**WHAT TO PRODUCE:**
Using the records below, transcribe word for word the stretch from the line that contains "of stored records." through the line that contains "impl ActivationStore for MemoryActivationStore", both end lines included, and nothing else.

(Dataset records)
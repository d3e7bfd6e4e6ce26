//! Tornade license server.
//!
//! Runs the activation API, or mints license keys for the payment
//! fulfilment job that emails them to buyers.
//!
//! Usage:
//!   tornade-server serve --port 3000 --db activations.db
//!   tornade-server issue --count 1
//!
//! `TORNADE_LICENSE_SECRET` must be set; the server refuses to start without it.

use anyhow::{Context, Result};
use clap::{Parser, Subcommand};
use std::{net::SocketAddr, path::PathBuf, sync::Arc};
use tornade_license::{ActivationLedger, ActivationStore, KeyIssuer, LicenseConfig};
use tornade_server::{SqliteActivationStore, build_router};
use tracing::info;
use tracing_subscriber::EnvFilter;

#[derive(Parser, Debug)]
#[command(name = "tornade-server")]
#[command(about = "Tornade license activation server")]
struct Args {
    /// Enable verbose debug logging
    #[arg(short, long, global = true)]
    verbose: bool,

    #[command(subcommand)]
    command: Command,
}

#[derive(Subcommand, Debug)]
enum Command {
    /// Serve the activation API
    Serve {
        /// HTTP port to listen on
        #[arg(short, long, default_value = "3000", env = "PORT")]
        port: u16,

        /// Path to the SQLite activation database
        #[arg(long, default_value = "tornade-activations.db", env = "TORNADE_DB_PATH")]
        db: PathBuf,
    },
    /// Print freshly minted license keys, one per line
    Issue {
        /// Number of keys to mint
        #[arg(short, long, default_value_t = 1)]
        count: usize,
    },
}

#[tokio::main]
async fn main() -> Result<()> {
    let args = Args::parse();
    let default_level = if args.verbose { "debug" } else { "info" };
    tracing_subscriber::fmt()
        .with_env_filter(
            EnvFilter::try_from_default_env().unwrap_or_else(|_| EnvFilter::new(default_level)),
        )
        .with_writer(std::io::stderr)
        .with_target(false)
        .compact()
        .init();

    let config = Arc::new(LicenseConfig::from_env().context("Failed to load license configuration")?);

    match args.command {
        Command::Serve { port, db } => serve(config, port, db).await,
        Command::Issue { count } => {
            issue(config, count);
            Ok(())
        }
    }
}

async fn serve(config: Arc<LicenseConfig>, port: u16, db: PathBuf) -> Result<()> {
    info!("Tornade license server starting...");
    info!(
        "Max activations per key: {}, store timeout: {:?}",
        config.max_activations(),
        config.store_timeout()
    );

    let store: Arc<dyn ActivationStore> = Arc::new(
        SqliteActivationStore::open(&db)
            .with_context(|| format!("Failed to open activation store at {db:?}"))?,
    );
    info!("Activation store opened at {:?}", db);

    let ledger = Arc::new(ActivationLedger::new(config, store));
    let app = build_router(ledger);

    let addr = SocketAddr::from(([0, 0, 0, 0], port));
    let listener = tokio::net::TcpListener::bind(addr)
        .await
        .with_context(|| format!("Failed to bind HTTP port {port}"))?;
    info!("Activation API listening on {}", addr);
    axum::serve(listener, app).await.context("HTTP server failed")?;
    Ok(())
}

fn issue(config: Arc<LicenseConfig>, count: usize) {
    let issuer = KeyIssuer::new(config);
    for _ in 0..count {
        println!("{}", issuer.generate());
    }
    info!("Issued {} license key(s)", count);
}
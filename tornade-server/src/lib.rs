//! HTTP API for Tornade license activation.
//!
//! Routes:
//! - `POST /api/activate` with `{ "key": "...", "deviceId": "..." }` → `{ "token": "..." }`
//! - `GET /api/health` → `{ "status": "ok" }`
//!
//! Errors are returned as `{ "error": "<code>" }`:
//! `invalid_request` (400), `invalid_key` (422), `max_activations_reached` (429),
//! `store_unavailable` (503).

pub mod sqlite;

use axum::extract::rejection::JsonRejection;
use axum::extract::State;
use axum::http::StatusCode;
use axum::response::{IntoResponse, Json, Response};
use axum::routing::{get, post};
use axum::Router;
use serde::{Deserialize, Serialize};
use std::sync::Arc;
use thiserror::Error;
use tornade_license::{ActivationLedger, LicenseError};
use tracing::{debug, error};

pub use sqlite::SqliteActivationStore;

/// Shared handler state.
#[derive(Clone)]
pub struct AppState {
    pub ledger: Arc<ActivationLedger>,
}

#[derive(Serialize, Deserialize, Clone, Debug, PartialEq)]
pub struct ActivateRequest {
    pub key: String,
    #[serde(rename = "deviceId")]
    pub device_id: String,
}

#[derive(Serialize, Deserialize, Clone, Debug, PartialEq)]
pub struct ActivateResponse {
    pub token: String,
}

#[derive(Serialize, Deserialize, Clone, Debug, PartialEq)]
pub struct ErrorResponse {
    pub error: String,
}

/// Handler errors, rendered as `{ "error": "<code>" }`.
#[derive(Debug, Error)]
pub enum ApiError {
    /// Body was not JSON or lacked string `key` / `deviceId` fields.
    #[error("malformed request body: {0}")]
    MalformedBody(String),

    #[error(transparent)]
    License(#[from] LicenseError),
}

impl ApiError {
    fn status_and_code(&self) -> (StatusCode, &'static str) {
        match self {
            Self::MalformedBody(_) => (StatusCode::BAD_REQUEST, "invalid_request"),
            Self::License(err) => {
                let status = match err {
                    LicenseError::InvalidRequest(_) => StatusCode::BAD_REQUEST,
                    LicenseError::InvalidKey => StatusCode::UNPROCESSABLE_ENTITY,
                    LicenseError::MaxActivationsReached(_) => StatusCode::TOO_MANY_REQUESTS,
                    LicenseError::StoreUnavailable(_) => StatusCode::SERVICE_UNAVAILABLE,
                    LicenseError::Config(_) | LicenseError::Serialization(_) => {
                        StatusCode::INTERNAL_SERVER_ERROR
                    }
                };
                (status, err.kind())
            }
        }
    }
}

impl From<JsonRejection> for ApiError {
    fn from(rejection: JsonRejection) -> Self {
        Self::MalformedBody(rejection.body_text())
    }
}

impl IntoResponse for ApiError {
    fn into_response(self) -> Response {
        let (status, code) = self.status_and_code();
        if status.is_server_error() {
            error!("Activation request failed: {}", self);
        } else {
            debug!("Activation request rejected: {}", self);
        }
        let body = ErrorResponse {
            error: code.to_string(),
        };
        (status, Json(body)).into_response()
    }
}

async fn activate_handler(
    State(state): State<AppState>,
    payload: Result<Json<ActivateRequest>, JsonRejection>,
) -> Result<Json<ActivateResponse>, ApiError> {
    let Json(request) = payload?;
    let token = state
        .ledger
        .activate(&request.key, &request.device_id)
        .await?;
    Ok(Json(ActivateResponse {
        token: token.as_str().to_string(),
    }))
}

async fn health_handler() -> Json<serde_json::Value> {
    Json(serde_json::json!({ "status": "ok" }))
}

/// Build the HTTP API router over the given ledger.
pub fn build_router(ledger: Arc<ActivationLedger>) -> Router {
    Router::new()
        .route("/api/activate", post(activate_handler))
        .route("/api/health", get(health_handler))
        .with_state(AppState { ledger })
}
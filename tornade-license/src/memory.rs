//! In-memory activation store for tests and local development.

use crate::error::LicenseResult;
use crate::store::{ActivationRecord, ActivationStore};
use async_trait::async_trait;
use std::collections::HashMap;
use std::sync::atomic::{AtomicUsize, Ordering};
use std::sync::{PoisonError, RwLock};

/// Process-local store. Records are lost on drop.
#[derive(Debug, Default)]
pub struct MemoryActivationStore {
    records: RwLock<HashMap<String, ActivationRecord>>,
    writes: AtomicUsize,
}

impl MemoryActivationStore {
    /// Creates an empty store.
    #[must_use]
    pub fn new() -> Self {
        Self::default()
    }

    /// Number of `set` calls served so far.
    #[must_use]
    pub fn writes(&self) -> usize {
        self.writes.load(Ordering::SeqCst)
    }

    /// Number of stored records.
    #[must_use]
    pub fn len(&self) -> usize {
        self.records
            .read()
            .unwrap_or_else(PoisonError::into_inner)
            .len()
    }

    /// Returns true if nothing has been stored.
    #[must_use]
    pub fn is_empty(&self) -> bool {
        self.len() == 0
    }
}

#[async_trait]
impl ActivationStore for MemoryActivationStore {
    async fn get(&self, key: &str) -> LicenseResult<Option<ActivationRecord>> {
        let records = self.records.read().unwrap_or_else(PoisonError::into_inner);
        Ok(records.get(key).cloned())
    }

    async fn set(&self, key: &str, record: &ActivationRecord) -> LicenseResult<()> {
        let mut records = self.records.write().unwrap_or_else(PoisonError::into_inner);
        records.insert(key.to_string(), record.clone());
        self.writes.fetch_add(1, Ordering::SeqCst);
        Ok(())
    }
}
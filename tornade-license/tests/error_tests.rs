use tornade_license::LicenseError;

#[test]
fn error_display_invalid_request() {
    let err = LicenseError::InvalidRequest("device id is empty".into());
    let msg = format!("{err}");
    assert!(msg.contains("invalid request"));
    assert!(msg.contains("device id is empty"));
}

#[test]
fn error_display_invalid_key() {
    let err = LicenseError::InvalidKey;
    assert!(format!("{err}").contains("invalid license key"));
}

#[test]
fn error_display_max_activations() {
    let err = LicenseError::MaxActivationsReached(5);
    let msg = format!("{err}");
    assert!(msg.contains("max activations"));
    assert!(msg.contains("5"));
}

#[test]
fn error_display_store_unavailable() {
    let err = LicenseError::StoreUnavailable("timeout".into());
    assert!(format!("{err}").contains("store unavailable"));
}

#[test]
fn error_display_config() {
    let err = LicenseError::Config("missing secret".into());
    assert!(format!("{err}").contains("configuration"));
}

#[test]
fn error_from_serde_json() {
    let serde_err: Result<serde_json::Value, _> = serde_json::from_str("not json");
    let license_err: LicenseError = serde_err.unwrap_err().into();
    assert!(format!("{license_err}").contains("serialization"));
}

#[test]
fn error_kinds_are_stable() {
    assert_eq!(LicenseError::InvalidRequest(String::new()).kind(), "invalid_request");
    assert_eq!(LicenseError::InvalidKey.kind(), "invalid_key");
    assert_eq!(LicenseError::MaxActivationsReached(1).kind(), "max_activations_reached");
    assert_eq!(LicenseError::StoreUnavailable(String::new()).kind(), "store_unavailable");
    assert_eq!(LicenseError::Config(String::new()).kind(), "config_error");
}
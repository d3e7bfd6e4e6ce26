//! SQLite-backed activation store.
//!
//! Records are stored as JSON arrays in a single `activations` table keyed by
//! the namespaced record key. Blocking SQLite calls run on the blocking pool.

use async_trait::async_trait;
use rusqlite::{Connection, OptionalExtension, params};
use std::path::Path;
use std::sync::{Arc, Mutex, PoisonError};
use tornade_license::{ActivationRecord, ActivationStore, LicenseError, LicenseResult};

/// Persistent store for activation records backed by SQLite.
#[derive(Clone)]
pub struct SqliteActivationStore {
    conn: Arc<Mutex<Connection>>,
}

impl SqliteActivationStore {
    /// Opens (or creates) a store at the given path.
    pub fn open(path: impl AsRef<Path>) -> LicenseResult<Self> {
        let conn = Connection::open(path)
            .map_err(|e| unavailable(format!("failed to open activation store: {e}")))?;
        Self::init(conn)
    }

    /// Opens an in-memory store (for testing).
    pub fn open_in_memory() -> LicenseResult<Self> {
        let conn = Connection::open_in_memory()
            .map_err(|e| unavailable(format!("failed to open in-memory activation store: {e}")))?;
        Self::init(conn)
    }

    fn init(conn: Connection) -> LicenseResult<Self> {
        conn.execute_batch(
            "
            CREATE TABLE IF NOT EXISTS activations (
                record_key TEXT PRIMARY KEY,
                devices TEXT NOT NULL,
                updated_at TEXT NOT NULL DEFAULT CURRENT_TIMESTAMP
            );
            ",
        )
        .map_err(|e| unavailable(format!("failed to initialize schema: {e}")))?;
        Ok(Self {
            conn: Arc::new(Mutex::new(conn)),
        })
    }

    async fn run<T, F>(&self, op: F) -> LicenseResult<T>
    where
        T: Send + 'static,
        F: FnOnce(&Connection) -> LicenseResult<T> + Send + 'static,
    {
        let conn = Arc::clone(&self.conn);
        tokio::task::spawn_blocking(move || {
            let conn = conn.lock().unwrap_or_else(PoisonError::into_inner);
            op(&conn)
        })
        .await
        .map_err(|e| unavailable(format!("store task failed: {e}")))?
    }
}

fn unavailable(msg: String) -> LicenseError {
    LicenseError::StoreUnavailable(msg)
}

#[async_trait]
impl ActivationStore for SqliteActivationStore {
    async fn get(&self, key: &str) -> LicenseResult<Option<ActivationRecord>> {
        let key = key.to_string();
        let json: Option<String> = self
            .run(move |conn| {
                conn.query_row(
                    "SELECT devices FROM activations WHERE record_key = ?1",
                    params![key],
                    |row| row.get(0),
                )
                .optional()
                .map_err(|e| unavailable(format!("read failed: {e}")))
            })
            .await?;
        json.as_deref().map(ActivationRecord::from_json).transpose()
    }

    async fn set(&self, key: &str, record: &ActivationRecord) -> LicenseResult<()> {
        let key = key.to_string();
        let json = record.to_json()?;
        self.run(move |conn| {
            conn.execute(
                "INSERT INTO activations (record_key, devices) VALUES (?1, ?2)
                 ON CONFLICT(record_key) DO UPDATE SET
                    devices = excluded.devices,
                    updated_at = CURRENT_TIMESTAMP",
                params![key, json],
            )
            .map(|_| ())
            .map_err(|e| unavailable(format!("write failed: {e}")))
        })
        .await
    }
}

**SOLUTION BELOW:**
    /// Number of stored records.
    #[must_use]
    pub fn len(&self) -> usize {
        self.records
            .read()
            .unwrap_or_else(PoisonError::into_inner)
            .len()
    }

    /// Returns true if nothing has been stored.
    #[must_use]
    pub fn is_empty(&self) -> bool {
        self.len() == 0
    }
}

#[async_trait]
impl ActivationStore for MemoryActivationStore {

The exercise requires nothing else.